■ TASK DETAILS ■
Collect each line of the entries that holds the string "PositioningAPI".

[Records excerpted from a collection]
+===+
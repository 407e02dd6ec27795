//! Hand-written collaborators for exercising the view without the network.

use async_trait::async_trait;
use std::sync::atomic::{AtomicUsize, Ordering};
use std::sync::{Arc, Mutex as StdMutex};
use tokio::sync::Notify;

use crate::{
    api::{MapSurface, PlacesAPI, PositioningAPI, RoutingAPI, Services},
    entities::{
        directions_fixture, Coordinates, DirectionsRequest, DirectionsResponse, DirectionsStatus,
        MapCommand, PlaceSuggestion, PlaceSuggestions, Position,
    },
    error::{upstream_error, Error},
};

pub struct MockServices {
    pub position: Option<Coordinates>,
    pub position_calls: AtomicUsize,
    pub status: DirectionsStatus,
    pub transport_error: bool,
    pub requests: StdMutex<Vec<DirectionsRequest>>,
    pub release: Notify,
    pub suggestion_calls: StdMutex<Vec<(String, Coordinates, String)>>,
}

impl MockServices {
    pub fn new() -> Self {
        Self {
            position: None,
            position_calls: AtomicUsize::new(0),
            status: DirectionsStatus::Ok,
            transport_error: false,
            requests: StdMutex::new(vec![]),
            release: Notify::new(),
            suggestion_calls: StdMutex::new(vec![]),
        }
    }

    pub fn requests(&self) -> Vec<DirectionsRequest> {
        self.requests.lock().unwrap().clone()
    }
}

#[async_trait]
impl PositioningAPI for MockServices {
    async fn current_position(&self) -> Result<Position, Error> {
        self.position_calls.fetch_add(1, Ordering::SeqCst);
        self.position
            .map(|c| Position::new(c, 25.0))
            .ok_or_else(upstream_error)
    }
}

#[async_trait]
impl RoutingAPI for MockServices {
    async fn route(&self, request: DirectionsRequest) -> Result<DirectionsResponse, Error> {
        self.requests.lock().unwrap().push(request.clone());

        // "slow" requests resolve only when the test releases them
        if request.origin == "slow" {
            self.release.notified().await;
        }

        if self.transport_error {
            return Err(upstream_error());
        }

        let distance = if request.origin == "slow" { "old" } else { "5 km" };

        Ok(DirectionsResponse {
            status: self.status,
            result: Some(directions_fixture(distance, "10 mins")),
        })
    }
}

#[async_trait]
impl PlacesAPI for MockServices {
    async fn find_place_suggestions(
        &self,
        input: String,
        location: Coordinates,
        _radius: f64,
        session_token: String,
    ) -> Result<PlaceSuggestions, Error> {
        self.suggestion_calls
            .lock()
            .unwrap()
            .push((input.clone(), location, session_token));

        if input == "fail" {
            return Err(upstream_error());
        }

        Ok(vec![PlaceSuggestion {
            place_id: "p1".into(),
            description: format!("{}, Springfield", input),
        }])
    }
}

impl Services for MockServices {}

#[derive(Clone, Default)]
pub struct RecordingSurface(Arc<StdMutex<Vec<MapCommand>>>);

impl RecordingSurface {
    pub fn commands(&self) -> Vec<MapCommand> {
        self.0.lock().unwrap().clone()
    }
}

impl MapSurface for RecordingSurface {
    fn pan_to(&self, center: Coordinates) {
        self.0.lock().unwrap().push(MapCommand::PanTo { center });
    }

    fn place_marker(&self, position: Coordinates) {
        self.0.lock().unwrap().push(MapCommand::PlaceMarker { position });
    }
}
+===+
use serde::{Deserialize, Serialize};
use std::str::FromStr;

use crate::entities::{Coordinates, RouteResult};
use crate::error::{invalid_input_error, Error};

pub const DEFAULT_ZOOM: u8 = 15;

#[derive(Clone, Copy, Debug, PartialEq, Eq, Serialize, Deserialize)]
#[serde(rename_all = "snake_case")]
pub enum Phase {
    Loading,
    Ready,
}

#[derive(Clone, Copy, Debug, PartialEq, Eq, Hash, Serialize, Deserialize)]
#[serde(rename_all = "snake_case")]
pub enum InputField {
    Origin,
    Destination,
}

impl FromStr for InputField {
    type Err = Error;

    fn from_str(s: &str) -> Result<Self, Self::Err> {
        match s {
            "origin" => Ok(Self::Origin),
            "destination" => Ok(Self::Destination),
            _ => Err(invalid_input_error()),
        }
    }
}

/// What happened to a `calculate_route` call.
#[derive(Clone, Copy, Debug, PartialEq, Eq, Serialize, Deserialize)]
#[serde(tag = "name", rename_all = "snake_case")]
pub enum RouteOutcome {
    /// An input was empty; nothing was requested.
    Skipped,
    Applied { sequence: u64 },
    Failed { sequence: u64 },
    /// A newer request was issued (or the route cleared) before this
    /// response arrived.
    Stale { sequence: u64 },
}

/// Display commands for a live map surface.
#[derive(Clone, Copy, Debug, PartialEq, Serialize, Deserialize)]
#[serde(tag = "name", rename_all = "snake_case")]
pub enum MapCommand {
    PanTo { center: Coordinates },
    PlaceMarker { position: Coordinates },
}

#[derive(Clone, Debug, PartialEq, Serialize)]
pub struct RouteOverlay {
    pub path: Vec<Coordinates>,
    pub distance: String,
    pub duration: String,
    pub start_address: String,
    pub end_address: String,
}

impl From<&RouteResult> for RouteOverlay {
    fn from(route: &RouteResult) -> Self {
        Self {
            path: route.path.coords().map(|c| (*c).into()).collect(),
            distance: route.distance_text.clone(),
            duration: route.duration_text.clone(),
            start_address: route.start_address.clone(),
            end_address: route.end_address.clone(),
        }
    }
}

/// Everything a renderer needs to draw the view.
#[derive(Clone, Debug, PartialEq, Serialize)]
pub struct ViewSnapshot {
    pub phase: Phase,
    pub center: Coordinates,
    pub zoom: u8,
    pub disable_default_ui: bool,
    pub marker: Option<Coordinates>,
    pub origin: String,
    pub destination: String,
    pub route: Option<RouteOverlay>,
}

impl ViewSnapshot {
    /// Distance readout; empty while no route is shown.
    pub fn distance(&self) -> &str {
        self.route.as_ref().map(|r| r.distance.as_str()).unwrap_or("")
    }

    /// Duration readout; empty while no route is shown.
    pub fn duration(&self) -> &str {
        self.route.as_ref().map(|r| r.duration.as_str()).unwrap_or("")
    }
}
+===+
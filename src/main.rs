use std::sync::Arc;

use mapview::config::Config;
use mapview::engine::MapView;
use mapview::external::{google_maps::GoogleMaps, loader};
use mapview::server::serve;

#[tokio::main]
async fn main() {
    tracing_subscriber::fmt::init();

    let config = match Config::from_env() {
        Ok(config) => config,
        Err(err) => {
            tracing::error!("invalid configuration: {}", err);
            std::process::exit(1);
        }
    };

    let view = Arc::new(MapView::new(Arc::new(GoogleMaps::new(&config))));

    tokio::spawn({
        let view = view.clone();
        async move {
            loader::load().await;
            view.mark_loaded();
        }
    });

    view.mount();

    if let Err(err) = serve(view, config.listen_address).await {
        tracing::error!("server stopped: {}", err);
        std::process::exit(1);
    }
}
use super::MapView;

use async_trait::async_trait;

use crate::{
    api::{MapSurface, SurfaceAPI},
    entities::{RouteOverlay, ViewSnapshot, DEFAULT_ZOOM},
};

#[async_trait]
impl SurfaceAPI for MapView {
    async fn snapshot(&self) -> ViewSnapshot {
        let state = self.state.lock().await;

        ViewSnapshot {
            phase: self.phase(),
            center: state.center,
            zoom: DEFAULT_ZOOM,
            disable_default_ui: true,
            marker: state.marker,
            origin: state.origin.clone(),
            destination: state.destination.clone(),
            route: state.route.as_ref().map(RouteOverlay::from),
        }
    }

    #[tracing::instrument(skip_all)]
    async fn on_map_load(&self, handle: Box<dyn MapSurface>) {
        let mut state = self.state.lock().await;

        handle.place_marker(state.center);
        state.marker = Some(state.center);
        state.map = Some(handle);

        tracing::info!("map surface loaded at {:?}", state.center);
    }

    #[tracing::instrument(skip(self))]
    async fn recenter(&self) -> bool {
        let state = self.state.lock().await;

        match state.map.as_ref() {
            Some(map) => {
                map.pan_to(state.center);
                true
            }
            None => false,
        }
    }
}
+===+
■ SOLUTION ■
    api::{MapSurface, PlacesAPI, PositioningAPI, RoutingAPI, Services},
impl PositioningAPI for MockServices {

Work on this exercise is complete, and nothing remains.